Two months later, Lady Thatcher and President Mitterrand were horrified when Helmut Kohl, the then West German chancellor, announced his country’s reunification without entering into negotiations with the EU, or more specifically Britain or France. Sir Stephen Wall’s book, A Stranger in Europe (2008), showed that Lady Thatcher was not alone in hoping the Soviet Union would nip German reunification and fall of the Berlin Wall in the bud.

“The unexpectedly rapid pace caught the political class by surprise, here as elsewhere. I need hardly refer to the meeting of minds between our prime minister and the French president. Mitterrand’s early hopes of Soviet resistance were disappointed’, explained Sir Ewen Fergusson, the British ambassador to Paris, in a secret 1991 Foreign Office telegram.

Lady Thatcher’s opposition, and she resigned in turmoil created by the issue, was already being overtaken by accelerating, diplomatic negotiations to create an EU and an Economic and Monetary Union (EMU) to bind a united Germany into a higher European order. Sir Stephen, a diplomat who helped shape Britain’s EU policy under Margaret Thatcher, John Major and Tony Blair, gives a fascinating account in his book of how the Maastricht Treaty (that created the legal entity of the “European Union”) was aimed at weakening Germany.

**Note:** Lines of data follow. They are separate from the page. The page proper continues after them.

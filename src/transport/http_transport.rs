use std::time::Duration;

use bytes::Bytes;
use futures_util::stream::BoxStream;
use futures_util::StreamExt;

use crate::abort::AbortSignal;
use crate::config::ServerConfig;
use crate::error::GatewayError;
use crate::protocol::error_shapes::sanitize_upstream_error;

use super::PreparedUpstream;

const CONNECT_TIMEOUT: Duration = Duration::from_secs(5);

/// Live upstream body, one item per received chunk.
pub type UpstreamByteStream = BoxStream<'static, Result<Bytes, reqwest::Error>>;

/// Successful upstream reply.
pub enum UpstreamReply {
    /// Fully buffered JSON body.
    Complete(Bytes),
    /// Body still arriving; consumed chunk by chunk.
    Streaming(UpstreamByteStream),
}

impl std::fmt::Debug for UpstreamReply {
    fn fmt(&self, f: &mut std::fmt::Formatter<'_>) -> std::fmt::Result {
        match self {
            Self::Complete(body) => f.debug_tuple("Complete").field(&body.len()).finish(),
            Self::Streaming(_) => f.write_str("Streaming(..)"),
        }
    }
}

fn build_reqwest_client(
    pool_max_idle_per_host: usize,
    pool_idle_timeout: Option<Duration>,
    timeout: Duration,
    proxy_url: Option<&str>,
) -> Result<reqwest::Client, GatewayError> {
    let mut builder = reqwest::Client::builder()
        .pool_max_idle_per_host(pool_max_idle_per_host)
        .pool_idle_timeout(pool_idle_timeout)
        .tcp_nodelay(true)
        .connect_timeout(CONNECT_TIMEOUT)
        .redirect(reqwest::redirect::Policy::none())
        .timeout(timeout);

    if let Some(proxy_url) = proxy_url {
        let proxy = reqwest::Proxy::all(proxy_url)
            .map_err(|err| GatewayError::Config(format!("Invalid proxy URL: {err}")))?;
        builder = builder.no_proxy().proxy(proxy);
    } else {
        builder = builder.no_proxy();
    }

    builder
        .build()
        .map_err(|err| GatewayError::Config(format!("Failed to build HTTP client: {err}")))
}

/// Pooled HTTP client for the upstream provider.
#[derive(Debug, Clone)]
pub struct HttpTransport {
    client: reqwest::Client,
}

impl HttpTransport {
    /// Build the client with pool sizing and timeouts from `config`.
    ///
    /// # Errors
    ///
    /// Returns `GatewayError::Config` when the proxy URL is rejected or the
    /// client cannot be constructed.
    pub fn new(config: &ServerConfig, proxy_url: Option<&str>) -> Result<Self, GatewayError> {
        let pool_idle_timeout = (config.http_pool_idle_timeout_secs > 0)
            .then(|| Duration::from_secs(config.http_pool_idle_timeout_secs));
        let client = build_reqwest_client(
            config.http_pool_max_idle_per_host.max(1),
            pool_idle_timeout,
            Duration::from_secs(config.timeout),
            proxy_url,
        )?;
        Ok(Self { client })
    }

    /// POST a chat-completions body upstream.
    ///
    /// With `stream` set the reply hands back the live body; otherwise the body
    /// is read to the end. The whole exchange, body read included, is raced
    /// against `signal`.
    ///
    /// # Errors
    ///
    /// - `GatewayError::Cancelled` when `signal` fires first.
    /// - `GatewayError::Upstream` for a non-2xx status, carrying the sanitized
    ///   upstream message.
    /// - `GatewayError::Transport` when the request or body read fails.
    pub async fn send_chat(
        &self,
        upstream: &PreparedUpstream,
        body: Bytes,
        stream: bool,
        signal: &AbortSignal,
    ) -> Result<UpstreamReply, GatewayError> {
        signal
            .guard(async {
                let mut request =
                    reqwest::Request::new(http::Method::POST, upstream.chat_url().clone());
                *request.headers_mut() = upstream.static_headers().clone();
                *request.body_mut() = Some(reqwest::Body::from(body));

                let response = self
                    .client
                    .execute(request)
                    .await
                    .map_err(|err| GatewayError::Transport(format!("upstream request failed: {err}")))?;

                let status = response.status();
                if !status.is_success() {
                    let body_bytes = response.bytes().await.map_err(|err| {
                        GatewayError::Transport(format!("Failed to read response body: {err}"))
                    })?;
                    return Err(GatewayError::Upstream {
                        status: status.as_u16(),
                        message: sanitize_upstream_error(&body_bytes),
                    });
                }

                if stream {
                    return Ok(UpstreamReply::Streaming(response.bytes_stream().boxed()));
                }
                let body_bytes = response.bytes().await.map_err(|err| {
                    GatewayError::Transport(format!("Failed to read response body: {err}"))
                })?;
                Ok(UpstreamReply::Complete(body_bytes))
            })
            .await
    }
}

“Unease over Germany translates into an almost obsessive anxiety to contain them within reinforced European structures as quickly and thoroughly as possible,” reported Sir Ewen.
“The clearest example is [France’s] determination to press quickly ahead with EMU as a means of getting a handle on German monetary policy before their economy recovers its former vigour [after reunification] and lest Kohl’s Europeanist policies be replaced with more assertive nationalist ones.
"Concern about the future direction Germany may take has resulted in France trying to tie Germany into reinforced European structures as quickly and as thoroughly as possible.”

Not only did France and Britain oppose German reunification but they then insisted that the price Germany pay for nationhood was for it (and everyone else) to be bound into the euro. As the last two years has shown, the euro has not proved to be happy experience and German voters, if they were ever given the chance, would almost certainly send it to the dustbin of history along with the Berlin Wall.

Not only does Germany – which straddles East and Western Europe – have different economic interests appropriate to its geography but it has a history. Just as the shadow of the former Soviet Union still hangs over Poland, the Baltic states and other East European countries, so there are historical spectres at the heart of the EU.

As spring blossoms and the Ukraine crisis unfolds, Mr Putin will do his best to exploit Europe’s uncomfortable history and the sometimes jarring national interests that lie behind the Brussels façade of EU unity.